La razón de ello residía en el llamado efecto ancla, un efecto psicológico ampliamente documentado que sugiere que nuestro cerebro se queda anclado en una cifra o una magnitud presentada y que posteriormente cualquier evaluación estará influenciada por la misma, tal y como refiere Joan Ferrés i Prats en su libro Las pantallas y el cerebro emocional:
¿Cuál es el ancla, el elemento de referencia, en el estudio de los pediatras estadounidenses? La creencia médica de que aproximadamente un 50 % de los niños de once años necesita una tonsilectomía. Esta creencia interiorizada en los años de estudio y de práctica profesional, se había convertido en una pauta de condicionó la valoración supuestamente racional que los pediatras hicieron de la realidad.

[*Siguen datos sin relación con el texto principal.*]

use axum::{Json, response::IntoResponse};

// health handler
pub async fn health_handler() -> impl IntoResponse {
    Json(serde_json::json!({
        "status": "healthy",
        "timestamp": chrono::Utc::now().to_rfc3339()
    }))
}
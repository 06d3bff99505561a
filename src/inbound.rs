//! Fixed-window quota for callers of the gateway itself.
//!
//! Independent of the outbound [`RateLimiter`](crate::RateLimiter): one
//! counter per hashed API key, no spacing, no waiting.

use dashmap::DashMap;
use sha2::{Digest, Sha256};
use std::sync::Arc;
use std::time::Duration;
use tokio::time::{Instant, interval};
use tracing::debug;

// Inbound entry - tracks requests per API key
struct InboundEntry {
    count: u32,
    window_start: Instant,
}

pub struct InboundLimiter {
    entries: DashMap<String, InboundEntry>,
    limit: u32,       // max requests allowed
    window: Duration, // duration of the window
}

// Key callers by a hash so raw API keys never sit in memory
pub fn client_key(api_key: Option<&str>) -> String {
    let mut hasher = Sha256::new();
    hasher.update(api_key.unwrap_or("anonymous"));
    format!("{:x}", hasher.finalize())
}

impl InboundLimiter {
    pub fn new(limit: u32, window: Duration) -> Self {
        Self {
            entries: DashMap::new(),
            limit,
            window,
        }
    }

    /// Counts one request for `client`; `false` once its quota is spent.
    pub fn check(&self, client: &str) -> bool {
        let now = Instant::now();

        let mut entry = self
            .entries
            .entry(client.to_string())
            .or_insert(InboundEntry {
                count: 0,
                window_start: now,
            });

        // window expired..? Reset it
        if now.duration_since(entry.window_start) > self.window {
            entry.count = 1;
            entry.window_start = now;
            return true;
        }

        // under limit.? Allow
        if entry.count < self.limit {
            entry.count += 1;
            return true;
        }

        debug!(client, "inbound quota exhausted");
        false
    }

    /// Removes entries whose window is over.
    pub fn cleanup(&self) -> usize {
        let now = Instant::now();
        let before = self.entries.len();
        self.entries
            .retain(|_, entry| now.duration_since(entry.window_start) <= self.window);
        before - self.entries.len()
    }

    pub fn len(&self) -> usize {
        self.entries.len()
    }

    pub fn is_empty(&self) -> bool {
        self.entries.is_empty()
    }
}

// Cleanup loop for the inbound limiter, runs for the life of the server
pub async fn inbound_sweeper(limiter: Arc<InboundLimiter>, every: Duration) {
    let mut ticker = interval(every.max(Duration::from_millis(1)));

    loop {
        ticker.tick().await;
        let removed = limiter.cleanup();
        if removed > 0 {
            debug!(removed, "expired inbound windows removed");
        }
    }
}
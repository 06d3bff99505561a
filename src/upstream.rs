use reqwest::Method;
use serde::{Deserialize, Serialize};
use serde_json::Value;

use crate::error::UpstreamError;

// Body of POST /api/forward
#[derive(Deserialize, Clone, Debug)]
pub struct ForwardRequest {
    pub key: String,   // governor key, e.g. "ndvi:health"
    pub path: String,  // joined onto the upstream base URL
    #[serde(default)]
    pub method: Option<String>,
    #[serde(default)]
    pub body: Option<Value>,
    #[serde(default)]
    pub deduplicate: bool,
}

// What the gateway hands back for a forwarded call
#[derive(Serialize, Deserialize, Clone, Debug, PartialEq, Eq)]
pub struct UpstreamResponse {
    pub status: u16,
    pub body: String,
}

pub fn join_url(base: &str, path: &str) -> String {
    format!(
        "{}/{}",
        base.trim_end_matches('/'),
        path.trim_start_matches('/')
    )
}

// One call to the upstream. Non-2xx statuses come back as errors so the
// retry classifier can look at them.
pub async fn send(
    client: reqwest::Client,
    url: String,
    method: Method,
    body: Option<Value>,
) -> Result<UpstreamResponse, UpstreamError> {
    let mut request = client.request(method, &url);
    if let Some(body) = &body {
        request = request.json(body);
    }

    let res = request.send().await?;
    let status = res.status().as_u16();
    let text = res.text().await?;

    if !(200..300).contains(&status) {
        return Err(UpstreamError::Status { status, body: text });
    }

    Ok(UpstreamResponse { status, body: text })
}
//! Client-side request governance: per-key rate limiting, coalescing of
//! concurrent identical calls, and bounded exponential-backoff retry.
//!
//! ```no_run
//! use request_governor::{Governor, RetryOptions, UpstreamError};
//!
//! # async fn demo() -> Result<(), UpstreamError> {
//! let governor = Governor::new();
//! let _housekeeper = governor.start_housekeeper();
//!
//! let body = governor
//!     .execute_with_retry(
//!         "ndvi:health",
//!         || async { Ok::<_, UpstreamError>("ok".to_string()) },
//!         RetryOptions::new(),
//!     )
//!     .await?;
//! # let _ = body;
//! # Ok(())
//! # }
//! ```

pub mod clock;
pub mod config;
pub mod dedup;
pub mod error;
pub mod governor;
pub mod handlers;
pub mod housekeeper;
pub mod inbound;
pub mod metrics;
pub mod rate_limit;
pub mod retry;
pub mod state;
pub mod upstream;

pub use clock::{Clock, ManualClock, SystemClock};
pub use config::{ConfigPatch, ConfigRegistry, DEFAULT_PREFIX, RateLimitConfig};
pub use error::{GatewayError, GovernorError, UpstreamError};
pub use governor::{Governor, LimitOptions};
pub use housekeeper::Housekeeper;
pub use rate_limit::{Admission, RateLimitEntry, RateLimitStatus, RateLimiter};
pub use retry::{RetryOptions, Retryable, backoff_delay, default_is_retryable};
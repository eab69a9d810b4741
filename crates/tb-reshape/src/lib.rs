#![forbid(unsafe_code)]

use indexmap::IndexMap;
use serde::{Deserialize, Serialize};
use tb_columnar::{Column, ColumnError};
use tb_frame::{DataFrame, FrameError, Series};
use tb_index::{Label, RowIndex};
use tb_types::{DType, Scalar};
use thiserror::Error;

#[derive(Debug, Error)]
pub enum ReshapeError {
    #[error("duplicate stacked cell for row {row} / column {column}")]
    DuplicateCell { row: Label, column: String },
    #[error("bin edges must be strictly increasing")]
    EdgesNotIncreasing,
    #[error("binning needs at least two edges, got {0}")]
    TooFewEdges(usize),
    #[error("binning requires a numeric column but dtype is {dtype:?}")]
    NonNumericBinInput { dtype: DType },
    #[error(transparent)]
    Frame(#[from] FrameError),
    #[error(transparent)]
    Column(#[from] ColumnError),
}

/// One-dimensional view of a two-dimensional frame: values keyed by the
/// (row-label, column-name) pair, row-major.
#[derive(Debug, Clone, PartialEq, Serialize, Deserialize)]
pub struct StackedSeries {
    pairs: Vec<(Label, String)>,
    values: Column,
}

impl StackedSeries {
    #[must_use]
    pub fn pairs(&self) -> &[(Label, String)] {
        &self.pairs
    }

    #[must_use]
    pub fn values(&self) -> &[Scalar] {
        self.values.values()
    }

    #[must_use]
    pub fn len(&self) -> usize {
        self.pairs.len()
    }

    #[must_use]
    pub fn is_empty(&self) -> bool {
        self.pairs.is_empty()
    }
}

#[derive(Debug, Clone, Copy, PartialEq, Eq, Default)]
pub struct StackOptions {
    /// Keep missing cells as explicit pairs instead of dropping them.
    pub keep_missing: bool,
}

/// Pivot a frame into a stacked series, row-major.
pub fn stack(frame: &DataFrame, options: StackOptions) -> Result<StackedSeries, ReshapeError> {
    let mut pairs = Vec::new();
    let mut values = Vec::new();

    for (row_pos, row_label) in frame.index().labels().iter().enumerate() {
        for (name, column) in frame.columns() {
            let value = column.value(row_pos).cloned().unwrap_or(Scalar::Null);
            if value.is_missing() && !options.keep_missing {
                continue;
            }
            pairs.push((row_label.clone(), name.to_owned()));
            values.push(value);
        }
    }

    Ok(StackedSeries {
        pairs,
        values: Column::from_values(values)?,
    })
}

/// Inverse of `stack`: rows and columns come back in first-appearance order,
/// absent pairs null-fill. Duplicate pairs are an error.
pub fn unstack(stacked: &StackedSeries) -> Result<DataFrame, ReshapeError> {
    let mut row_labels = Vec::<Label>::new();
    let mut column_names = Vec::<String>::new();

    for (row, column) in &stacked.pairs {
        if !row_labels.contains(row) {
            row_labels.push(row.clone());
        }
        if !column_names.iter().any(|name| name == column) {
            column_names.push(column.clone());
        }
    }

    let mut cells: Vec<Vec<Option<Scalar>>> = vec![vec![None; row_labels.len()]; column_names.len()];

    for ((row, column), value) in stacked.pairs.iter().zip(stacked.values()) {
        let row_pos = row_labels
            .iter()
            .position(|label| label == row)
            .unwrap_or_default();
        let col_pos = column_names
            .iter()
            .position(|name| name == column)
            .unwrap_or_default();

        let slot = &mut cells[col_pos][row_pos];
        if slot.is_some() {
            return Err(ReshapeError::DuplicateCell {
                row: row.clone(),
                column: column.clone(),
            });
        }
        *slot = Some(value.clone());
    }

    let mut columns = IndexMap::with_capacity(column_names.len());
    for (name, column_cells) in column_names.into_iter().zip(cells) {
        let values = column_cells
            .into_iter()
            .map(|cell| cell.unwrap_or(Scalar::Null))
            .collect();
        columns.insert(name, Column::from_values(values)?);
    }

    Ok(DataFrame::new(RowIndex::new(row_labels), columns)?)
}

#[derive(Debug, Clone, Copy, PartialEq, Eq)]
pub struct CutOptions {
    /// Right-closed `(lo, hi]` intervals when true, left-closed `[lo, hi)`
    /// when false.
    pub right_closed: bool,
}

impl Default for CutOptions {
    fn default() -> Self {
        Self { right_closed: true }
    }
}

fn interval_label(lo: f64, hi: f64, right_closed: bool) -> String {
    if right_closed {
        format!("({lo}, {hi}]")
    } else {
        format!("[{lo}, {hi})")
    }
}

/// Assign each numeric value to the half-open interval it falls into.
/// Values outside every bin, and missing values, come back missing.
pub fn cut(column: &Column, edges: &[f64], options: CutOptions) -> Result<Column, ReshapeError> {
    if edges.len() < 2 {
        return Err(ReshapeError::TooFewEdges(edges.len()));
    }
    if edges.windows(2).any(|pair| pair[0] >= pair[1]) {
        return Err(ReshapeError::EdgesNotIncreasing);
    }
    match column.dtype() {
        DType::Int64 | DType::Float64 | DType::Null => {}
        dtype => return Err(ReshapeError::NonNumericBinInput { dtype }),
    }

    let labels = column
        .values()
        .iter()
        .map(|value| {
            if value.is_missing() {
                return Ok(Scalar::Null);
            }
            let x = value.to_f64().map_err(ColumnError::from)?;
            let bin = edges.windows(2).position(|pair| {
                if options.right_closed {
                    x > pair[0] && x <= pair[1]
                } else {
                    x >= pair[0] && x < pair[1]
                }
            });
            Ok(match bin {
                Some(idx) => Scalar::Utf8(interval_label(
                    edges[idx],
                    edges[idx + 1],
                    options.right_closed,
                )),
                None => Scalar::Null,
            })
        })
        .collect::<Result<Vec<_>, ReshapeError>>()?;

    Ok(Column::from_values(labels)?)
}

fn dummy_name(prefix: Option<&str>, value: &Scalar) -> String {
    let rendered = match value {
        Scalar::Bool(v) => v.to_string(),
        Scalar::Int64(v) => v.to_string(),
        Scalar::Float64(v) => v.to_string(),
        Scalar::Utf8(v) => v.clone(),
        Scalar::Null => String::new(),
    };
    match prefix {
        Some(prefix) => format!("{prefix}_{rendered}"),
        None => rendered,
    }
}

/// Binary indicator columns, one per distinct non-missing value in sort
/// order. A row holding a missing value is zero everywhere.
pub fn get_dummies(series: &Series, prefix: Option<&str>) -> Result<DataFrame, ReshapeError> {
    let categories = series.column().distinct_sorted();

    let mut columns = IndexMap::with_capacity(categories.len());
    for category in &categories {
        let indicators = series
            .values()
            .iter()
            .map(|value| Scalar::Int64(i64::from(value.semantic_eq(category))))
            .collect::<Vec<_>>();
        columns.insert(dummy_name(prefix, category), Column::from_values(indicators)?);
    }

    Ok(DataFrame::new(series.index().clone(), columns)?)
}
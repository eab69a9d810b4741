#![forbid(unsafe_code)]

use std::collections::HashMap;

use indexmap::IndexMap;
use tb_columnar::{Column, ColumnError};
use tb_frame::{DataFrame, FrameError};
use tb_index::{Label, RowIndex};
use tb_types::Scalar;
use thiserror::Error;

#[derive(Debug, Clone, Copy, PartialEq, Eq)]
pub enum JoinHow {
    Inner,
    Left,
    Right,
    Outer,
}

/// Which field on one side supplies the join key.
#[derive(Debug, Clone, PartialEq, Eq)]
pub enum KeySelect {
    Column(String),
    Index,
}

#[derive(Debug, Clone, PartialEq)]
pub struct MergeSpec {
    pub how: JoinHow,
    pub left_key: KeySelect,
    pub right_key: KeySelect,
    pub suffixes: (String, String),
}

impl MergeSpec {
    /// Same-named key column on both sides.
    #[must_use]
    pub fn on(how: JoinHow, key: &str) -> Self {
        Self {
            how,
            left_key: KeySelect::Column(key.to_owned()),
            right_key: KeySelect::Column(key.to_owned()),
            suffixes: default_suffixes(),
        }
    }

    /// Differently named key columns per side.
    #[must_use]
    pub fn on_columns(how: JoinHow, left_on: &str, right_on: &str) -> Self {
        Self {
            how,
            left_key: KeySelect::Column(left_on.to_owned()),
            right_key: KeySelect::Column(right_on.to_owned()),
            suffixes: default_suffixes(),
        }
    }

    #[must_use]
    pub fn with_suffixes(mut self, left: &str, right: &str) -> Self {
        self.suffixes = (left.to_owned(), right.to_owned());
        self
    }
}

fn default_suffixes() -> (String, String) {
    ("_x".to_owned(), "_y".to_owned())
}

#[derive(Debug, Error)]
pub enum JoinError {
    #[error(transparent)]
    Frame(#[from] FrameError),
    #[error(transparent)]
    Column(#[from] ColumnError),
}

/// Hashable view of a key scalar. Variant-exact: an Int64 key never matches
/// a Float64 key, matching column dtype discipline upstream.
#[derive(Debug, Clone, Hash, PartialEq, Eq)]
enum KeyValue {
    Bool(bool),
    Int64(i64),
    FloatBits(u64),
    Utf8(String),
}

impl KeyValue {
    /// Missing keys have no hashable form; they never match anything.
    fn from_scalar(key: &Scalar) -> Option<Self> {
        match key {
            _ if key.is_missing() => None,
            Scalar::Bool(v) => Some(Self::Bool(*v)),
            Scalar::Int64(v) => Some(Self::Int64(*v)),
            Scalar::Float64(v) => Some(Self::FloatBits(v.to_bits())),
            Scalar::Utf8(v) => Some(Self::Utf8(v.clone())),
            Scalar::Null => None,
        }
    }
}

fn key_scalars(frame: &DataFrame, select: &KeySelect) -> Result<Vec<Scalar>, JoinError> {
    match select {
        KeySelect::Column(name) => Ok(frame.require_column(name)?.values().to_vec()),
        KeySelect::Index => Ok(frame
            .index()
            .labels()
            .iter()
            .map(|label| match label {
                Label::Int64(v) => Scalar::Int64(*v),
                Label::Utf8(v) => Scalar::Utf8(v.clone()),
            })
            .collect()),
    }
}

/// Row pairing produced by the probe phase: per output row, the source
/// position on each side (`None` meaning null-fill).
struct RowPlan {
    left: Vec<Option<usize>>,
    right: Vec<Option<usize>>,
}

fn build_map(keys: &[Scalar]) -> HashMap<KeyValue, Vec<usize>> {
    let mut map = HashMap::<KeyValue, Vec<usize>>::new();
    for (pos, key) in keys.iter().enumerate() {
        if let Some(value) = KeyValue::from_scalar(key) {
            map.entry(value).or_default().push(pos);
        }
    }
    map
}

fn plan_rows(left_keys: &[Scalar], right_keys: &[Scalar], how: JoinHow) -> RowPlan {
    let mut plan = RowPlan {
        left: Vec::new(),
        right: Vec::new(),
    };

    if matches!(how, JoinHow::Right) {
        // Same pairing rule with the sides swapped: every right row is
        // retained in right-input order.
        let left_map = build_map(left_keys);
        for (right_pos, key) in right_keys.iter().enumerate() {
            let matches = KeyValue::from_scalar(key).and_then(|value| left_map.get(&value));
            match matches {
                Some(positions) => {
                    for left_pos in positions {
                        plan.left.push(Some(*left_pos));
                        plan.right.push(Some(right_pos));
                    }
                }
                None => {
                    plan.left.push(None);
                    plan.right.push(Some(right_pos));
                }
            }
        }
        return plan;
    }

    let right_map = build_map(right_keys);
    let mut right_matched = vec![false; right_keys.len()];

    for (left_pos, key) in left_keys.iter().enumerate() {
        let matches = KeyValue::from_scalar(key).and_then(|value| right_map.get(&value));
        match matches {
            Some(positions) => {
                for right_pos in positions {
                    right_matched[*right_pos] = true;
                    plan.left.push(Some(left_pos));
                    plan.right.push(Some(*right_pos));
                }
            }
            None => {
                if matches!(how, JoinHow::Left | JoinHow::Outer) {
                    plan.left.push(Some(left_pos));
                    plan.right.push(None);
                }
            }
        }
    }

    if matches!(how, JoinHow::Outer) {
        for (right_pos, matched) in right_matched.iter().enumerate() {
            if !matched {
                plan.left.push(None);
                plan.right.push(Some(right_pos));
            }
        }
    }

    plan
}

/// Relational merge of two frames.
///
/// Cardinality follows the multiset cross-product rule: a key value with p
/// occurrences on the left and q on the right contributes p*q output rows.
/// The output gets a fresh 0..n index; a same-named key column is emitted
/// once, coalesced across sides; clashing non-key names take the configured
/// suffixes.
pub fn merge(left: &DataFrame, right: &DataFrame, spec: &MergeSpec) -> Result<DataFrame, JoinError> {
    let left_keys = key_scalars(left, &spec.left_key)?;
    let right_keys = key_scalars(right, &spec.right_key)?;

    let plan = plan_rows(&left_keys, &right_keys, spec.how);

    let shared_key_name = match (&spec.left_key, &spec.right_key) {
        (KeySelect::Column(a), KeySelect::Column(b)) if a == b => Some(a.as_str()),
        _ => None,
    };

    let left_names = left.column_names();
    let right_names = right.column_names();
    let collides = |name: &str| -> bool {
        Some(name) != shared_key_name
            && left_names.contains(&name)
            && right_names.contains(&name)
    };

    let mut columns = IndexMap::new();

    for (name, column) in left.columns() {
        if Some(name) == shared_key_name {
            // Coalesce: unmatched right-side rows still carry their key.
            let values = plan
                .left
                .iter()
                .zip(&plan.right)
                .map(|(left_slot, right_slot)| match (left_slot, right_slot) {
                    (Some(pos), _) => left_keys.get(*pos).cloned().unwrap_or(Scalar::Null),
                    (None, Some(pos)) => right_keys.get(*pos).cloned().unwrap_or(Scalar::Null),
                    (None, None) => Scalar::Null,
                })
                .collect::<Vec<_>>();
            columns.insert(name.to_owned(), Column::from_values(values)?);
            continue;
        }

        let out_name = if collides(name) {
            format!("{name}{}", spec.suffixes.0)
        } else {
            name.to_owned()
        };
        columns.insert(out_name, column.reindex_by_positions(&plan.left)?);
    }

    for (name, column) in right.columns() {
        if Some(name) == shared_key_name {
            continue;
        }

        let out_name = if collides(name) {
            format!("{name}{}", spec.suffixes.1)
        } else {
            name.to_owned()
        };
        columns.insert(out_name, column.reindex_by_positions(&plan.right)?);
    }

    let index = RowIndex::range(plan.left.len());
    Ok(DataFrame::new(index, columns)?)
}
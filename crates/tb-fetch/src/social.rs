use serde_json::Value;
use tb_columnar::Column;
use tb_frame::DataFrame;
use tb_types::Scalar;
use tracing::debug;

use crate::FetchError;
use crate::credentials::ApiCredentials;
use crate::stream::JsonLineStream;
use crate::transport::Transport;

pub const TIMELINE_ENDPOINT: &str = "https://api.twitter.com/1.1/statuses/user_timeline.json";
pub const SAMPLE_STREAM_ENDPOINT: &str = "https://stream.twitter.com/1.1/statuses/sample.json";

/// Client for the authenticated social feed. Every request carries the
/// bearer header derived from out-of-band credential material.
pub struct SocialFeedClient<T: Transport> {
    transport: T,
    credentials: ApiCredentials,
    timeline_endpoint: String,
    stream_endpoint: String,
}

impl<T: Transport> SocialFeedClient<T> {
    #[must_use]
    pub fn new(transport: T, credentials: ApiCredentials) -> Self {
        Self {
            transport,
            credentials,
            timeline_endpoint: TIMELINE_ENDPOINT.to_owned(),
            stream_endpoint: SAMPLE_STREAM_ENDPOINT.to_owned(),
        }
    }

    #[must_use]
    pub fn with_endpoints(mut self, timeline: &str, stream: &str) -> Self {
        self.timeline_endpoint = timeline.to_owned();
        self.stream_endpoint = stream.to_owned();
        self
    }

    /// Recent posts for one account, one row per post.
    pub fn user_timeline(&self, screen_name: &str, count: usize) -> Result<DataFrame, FetchError> {
        let query = vec![
            ("screen_name".to_owned(), screen_name.to_owned()),
            ("count".to_owned(), count.to_string()),
        ];
        let headers = vec![self.credentials.authorization_header()];
        let body = self.transport.get(&self.timeline_endpoint, &query, &headers)?;

        let document: Value = serde_json::from_str(&body)?;
        let posts = document
            .as_array()
            .ok_or(FetchError::MalformedDocument { context: "posts" })?;
        debug!(screen_name, posts = posts.len(), "parsed timeline response");

        let mut ids = Vec::with_capacity(posts.len());
        let mut created = Vec::with_capacity(posts.len());
        let mut texts = Vec::with_capacity(posts.len());
        let mut retweets = Vec::with_capacity(posts.len());
        let mut favorites = Vec::with_capacity(posts.len());

        for post in posts {
            let int = |name: &str| {
                post.get(name)
                    .and_then(Value::as_i64)
                    .map_or(Scalar::Null, Scalar::Int64)
            };
            let text = |name: &str| {
                post.get(name)
                    .and_then(Value::as_str)
                    .map_or(Scalar::Null, Scalar::from)
            };

            ids.push(int("id"));
            created.push(text("created_at"));
            texts.push(text("text"));
            retweets.push(int("retweet_count"));
            favorites.push(int("favorite_count"));
        }

        Ok(DataFrame::from_columns(vec![
            ("id".to_owned(), Column::from_values(ids)?),
            ("created_at".to_owned(), Column::from_values(created)?),
            ("text".to_owned(), Column::from_values(texts)?),
            ("retweets".to_owned(), Column::from_values(retweets)?),
            ("favorites".to_owned(), Column::from_values(favorites)?),
        ])?)
    }

    /// Long-lived sample stream as a blocking document iterator.
    pub fn sample_stream(&self) -> Result<JsonLineStream<Box<dyn std::io::Read + Send>>, FetchError> {
        let headers = vec![self.credentials.authorization_header()];
        let reader = self
            .transport
            .open_stream(&self.stream_endpoint, &[], &headers)?;
        Ok(JsonLineStream::new(reader))
    }
}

Sin contar que no todos los médicos se mantienen al tanto de la evolución de la bibliografía médica, que duplica su volumen cada pocos años. Según Ben Goldacre en Mala ciencia, se estima que mensualmente se publican 5000 revistas médicas especializadas y que, hasta el día de hoy, se han publicado unos 15 millones de artículos médicos. La mayoría es incapaz de asumir tales cifras, que no dejarán de crecer con los años.
No menos importante, aunque quizá más controvertido, sea el hecho de que no todos los médicos son honrados, tal y como señala Joseph Hallinan en Las trampas de la mente: “Por ejemplo, en un estudio se observó que el 84 % de los médicos pensaba que sus colegas estaban influenciados por los obsequios de las compañías farmacéuticas”. Muchas recetas son inútiles o excesivas, por mor del poco tiempo que los médicos disponen para abordar a cada paciente. Y los gastos anuales por prescripción de medicamentos, en consecuencia, no dejan de crecer.
Si se usan equipos hombre-máquina, la inteligencia artificial ni siquiera debe ser muy sofisticada. Hasta Google es capaz de ofrecer diagnósticos bastante acertados, tal y como sugiere un estudio realizado por Hangwi Tang y Jennifer Hwee Koon Ng tras examinar 26 casos diagnosticados cuyos síntomas se introdujeron en Google. En el 58 % de los casos el diagnóstico de Google fue correcto.
En consecuencia, no sé si en mi próxima visita al médico tendré que enfrentarme a la pupila roja y la voz monótona de HAL 9000. Pero quizás desconfíe un poco más de aquel tipo de bata blanca. Sobre todo si es proctólogo.